• [Work instruction]: Look through the data that follows and copy each line with the string "crate".

-=-=-=-=-

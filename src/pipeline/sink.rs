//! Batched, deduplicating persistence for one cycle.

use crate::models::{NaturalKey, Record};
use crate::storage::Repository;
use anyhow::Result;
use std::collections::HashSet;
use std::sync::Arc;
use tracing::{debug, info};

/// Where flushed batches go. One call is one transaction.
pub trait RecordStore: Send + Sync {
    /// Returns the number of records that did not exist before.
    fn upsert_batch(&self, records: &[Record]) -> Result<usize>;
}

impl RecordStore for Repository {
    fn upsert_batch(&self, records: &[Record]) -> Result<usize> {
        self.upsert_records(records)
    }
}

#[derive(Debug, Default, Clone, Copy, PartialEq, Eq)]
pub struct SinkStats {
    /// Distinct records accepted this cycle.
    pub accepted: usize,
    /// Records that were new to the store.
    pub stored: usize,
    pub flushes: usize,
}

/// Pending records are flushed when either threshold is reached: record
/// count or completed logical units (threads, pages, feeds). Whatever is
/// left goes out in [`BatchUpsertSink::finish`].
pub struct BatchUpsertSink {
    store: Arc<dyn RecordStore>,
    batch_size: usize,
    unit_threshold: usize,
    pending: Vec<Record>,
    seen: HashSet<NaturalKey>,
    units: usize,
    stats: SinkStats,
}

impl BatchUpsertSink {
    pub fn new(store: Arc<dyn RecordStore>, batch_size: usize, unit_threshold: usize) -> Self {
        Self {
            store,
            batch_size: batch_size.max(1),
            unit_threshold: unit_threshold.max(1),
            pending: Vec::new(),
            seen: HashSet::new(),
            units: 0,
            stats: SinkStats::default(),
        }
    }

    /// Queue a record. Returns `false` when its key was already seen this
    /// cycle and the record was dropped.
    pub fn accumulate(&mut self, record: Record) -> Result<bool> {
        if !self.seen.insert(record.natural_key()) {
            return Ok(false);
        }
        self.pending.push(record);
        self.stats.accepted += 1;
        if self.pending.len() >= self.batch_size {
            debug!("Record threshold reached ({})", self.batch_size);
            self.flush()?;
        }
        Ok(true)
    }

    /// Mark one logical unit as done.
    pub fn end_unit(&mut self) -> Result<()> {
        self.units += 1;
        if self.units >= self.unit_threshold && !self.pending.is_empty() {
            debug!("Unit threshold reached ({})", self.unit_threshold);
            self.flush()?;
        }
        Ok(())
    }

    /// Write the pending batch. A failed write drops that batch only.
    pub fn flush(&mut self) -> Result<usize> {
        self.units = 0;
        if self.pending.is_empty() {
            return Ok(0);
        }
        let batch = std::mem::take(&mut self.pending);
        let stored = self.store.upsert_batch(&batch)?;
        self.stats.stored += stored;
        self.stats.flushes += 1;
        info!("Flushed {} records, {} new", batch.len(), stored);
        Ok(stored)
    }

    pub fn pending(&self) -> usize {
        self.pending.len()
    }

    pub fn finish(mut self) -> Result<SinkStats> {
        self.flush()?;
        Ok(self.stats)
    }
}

-=-=-=-=-

• [Task solution]:
use crate::models::{NaturalKey, Record};
use crate::storage::Repository;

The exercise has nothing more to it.